The measure, announced in the 2022 Budget, will apply for people who work in manufacturing, hotels and restaurants, transport and storage, wholesale and retail, and administrative services.
Eligible workers must work atypical hours – to weekend and night shifts.
It is intended to make these jobs more attractive at a time of serious labour shortages, a problem that has been repeatedly flagged by players in the hospitality industry.
Caruana estimates it will benefit around 40,000 workers, with the bonus equivalent to around 10%, if not more, of their income.
Meanwhile, tax for part-time work will be cut from 15% to 10%, while the cap on overtime income eligible for reduced tax rates will increase.
Malta’s National Employment Policy, recently launched by Caruana, flagged changing attitudes by Maltese people towards shift work, leaving a larger share to foreign workers.
Between 2012 and 2020, the number of employees working on a shift arrangement increased by around 6% annually, from 29,976 in 2012 to 47,710 in 2020.

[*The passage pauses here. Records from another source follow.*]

use std::sync::Arc;

use tokio::sync::mpsc;
use tracing::{debug, info};
use uuid::Uuid;

use encore_types::events::ServerEvent;
use encore_types::models::RoomId;

use crate::registry::{ConnectionHandle, ConnectionId, ConnectionRegistry};
use crate::rooms::RoomBroadcaster;

/// Owns every live connection: who holds it and which rooms it listens to.
#[derive(Clone, Default)]
pub struct Dispatcher {
    inner: Arc<DispatcherInner>,
}

#[derive(Default)]
struct DispatcherInner {
    registry: ConnectionRegistry,
    rooms: RoomBroadcaster,
}

impl Dispatcher {
    pub fn new() -> Self {
        Self::default()
    }

    pub fn registry(&self) -> &ConnectionRegistry {
        &self.inner.registry
    }

    pub fn rooms(&self) -> &RoomBroadcaster {
        &self.inner.rooms
    }

    /// Register a new connection for `user_id`. Returns (handle, receiver).
    pub async fn connect(&self, user_id: Uuid) -> (ConnectionHandle, mpsc::UnboundedReceiver<ServerEvent>) {
        let (handle, rx) = ConnectionHandle::new(user_id);
        self.inner.registry.register(handle.clone()).await;
        (handle, rx)
    }

    /// Tear down a connection: unregister, then leave every room.
    /// Safe to call for unknown ids and while broadcasts are in flight.
    ///
    /// Unregistering first pairs with the re-check in `join_conversation`:
    /// a join that lands after `leave_all` sees the connection gone and
    /// undoes itself.
    pub async fn disconnect(&self, conn_id: ConnectionId) {
        let handle = self.inner.registry.unregister(conn_id).await;
        let rooms = self.inner.rooms.leave_all(conn_id).await;
        if let Some(handle) = handle {
            info!(
                "Connection {} of user {} closed ({} rooms left)",
                conn_id,
                handle.user_id(),
                rooms
            );
        }
    }

    /// Join a registered connection to a conversation room. Returns false,
    /// leaving no membership behind, if the connection was torn down.
    pub async fn join_conversation(&self, handle: &ConnectionHandle, conversation_id: Uuid) -> bool {
        let room = RoomId::for_conversation(conversation_id);
        self.inner.rooms.join(handle, room.clone()).await;

        if self.inner.registry.is_registered(handle.id()).await {
            return true;
        }
        self.inner.rooms.leave(handle.id(), &room).await;
        debug!("Dropped join of closed connection {} to {}", handle.id(), room);
        false
    }

    /// Join every live connection of `user_id` to a conversation room.
    pub async fn join_user_to_conversation(&self, user_id: Uuid, conversation_id: Uuid) -> usize {
        let mut joined = 0;
        for handle in self.inner.registry.connections_of(user_id).await {
            if self.join_conversation(&handle, conversation_id).await {
                joined += 1;
            }
        }
        joined
    }

    pub async fn send_to_user(&self, user_id: Uuid, event: ServerEvent) -> usize {
        self.inner.registry.send_to_user(user_id, event).await
    }

    pub async fn broadcast_to_conversation(
        &self,
        conversation_id: Uuid,
        event: ServerEvent,
        except: Option<ConnectionId>,
    ) -> usize {
        self.inner
            .rooms
            .broadcast_to_room(&RoomId::for_conversation(conversation_id), &event, except)
            .await
    }

    pub async fn close_conversation(&self, conversation_id: Uuid) -> usize {
        self.inner
            .rooms
            .close_room(&RoomId::for_conversation(conversation_id))
            .await
    }
}

#[cfg(test)]
mod tests {
    use super::*;

    #[tokio::test]
    async fn disconnect_removes_registration_and_rooms() {
        let dispatcher = Dispatcher::new();
        let user = Uuid::new_v4();
        let conversation = Uuid::new_v4();

        let (handle, _rx) = dispatcher.connect(user).await;
        dispatcher.join_conversation(&handle, conversation).await;
        assert!(dispatcher.registry().is_online(user).await);

        dispatcher.disconnect(handle.id()).await;
        assert!(!dispatcher.registry().is_online(user).await);
        assert!(dispatcher.rooms().rooms_of(handle.id()).await.is_empty());

        // Second teardown of the same connection is a no-op.
        dispatcher.disconnect(handle.id()).await;
    }

    #[tokio::test]
    async fn join_after_disconnect_leaves_no_membership() {
        let dispatcher = Dispatcher::new();
        let user = Uuid::new_v4();
        let conversation = Uuid::new_v4();
        let room = RoomId::for_conversation(conversation);

        let (_handle, _rx) = dispatcher.connect(user).await;
        let stale = dispatcher.registry().connections_of(user).await;
        dispatcher.disconnect(stale[0].id()).await;

        assert!(!dispatcher.join_conversation(&stale[0], conversation).await);
        assert!(dispatcher.rooms().rooms_of(stale[0].id()).await.is_empty());
        assert!(dispatcher.rooms().members(&room).await.is_empty());
        assert_eq!(dispatcher.join_user_to_conversation(user, conversation).await, 0);
    }

    #[tokio::test]
    async fn concurrent_join_and_disconnect_never_strand_a_connection() {
        let dispatcher = Dispatcher::new();
        let user = Uuid::new_v4();
        let conversation = Uuid::new_v4();

        for _ in 0..50 {
            let (handle, _rx) = dispatcher.connect(user).await;
            let handle_id = handle.id();
            let joiner = {
                let dispatcher = dispatcher.clone();
                tokio::spawn(async move { dispatcher.join_user_to_conversation(user, conversation).await })
            };
            let closer = {
                let dispatcher = dispatcher.clone();
                tokio::spawn(async move { dispatcher.disconnect(handle.id()).await })
            };
            joiner.await.unwrap();
            closer.await.unwrap();

            assert!(dispatcher.rooms().rooms_of(handle_id).await.is_empty());
        }
        assert!(dispatcher
            .rooms()
            .members(&RoomId::for_conversation(conversation))
            .await
            .is_empty());
    }

    #[tokio::test]
    async fn joins_all_live_connections_of_a_user() {
        let dispatcher = Dispatcher::new();
        let user = Uuid::new_v4();
        let conversation = Uuid::new_v4();
        let (_phone, mut phone_rx) = dispatcher.connect(user).await;
        let (_laptop, mut laptop_rx) = dispatcher.connect(user).await;

        assert_eq!(dispatcher.join_user_to_conversation(user, conversation).await, 2);

        let event = ServerEvent::Error { message: "x".into() };
        assert_eq!(dispatcher.broadcast_to_conversation(conversation, event, None).await, 2);
        assert!(phone_rx.recv().await.is_some());
        assert!(laptop_rx.recv().await.is_some());

        assert_eq!(dispatcher.close_conversation(conversation).await, 2);
    }
}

During this time period, the number of Maltese employees working shifts increased on average by just 3% annually, while the number of non-Maltese working shifts increased by an average of 28% each year, rising from 2,394 in 2012 to more than 13,000 in 2019.
In 2020, the number of Maltese employees working shifts declined by almost 1,000 people, with 1,256 foreign workers making up for this shortfall.
Therefore, the share of Maltese employees working shifts fell from 92% in 2012 to 69.1% in 2020, corroborating industry observations made during focus group sessions that Maltese employees are becoming more discerning when it comes to shift working arrangements.
Will this policy help combat labour shortage problems?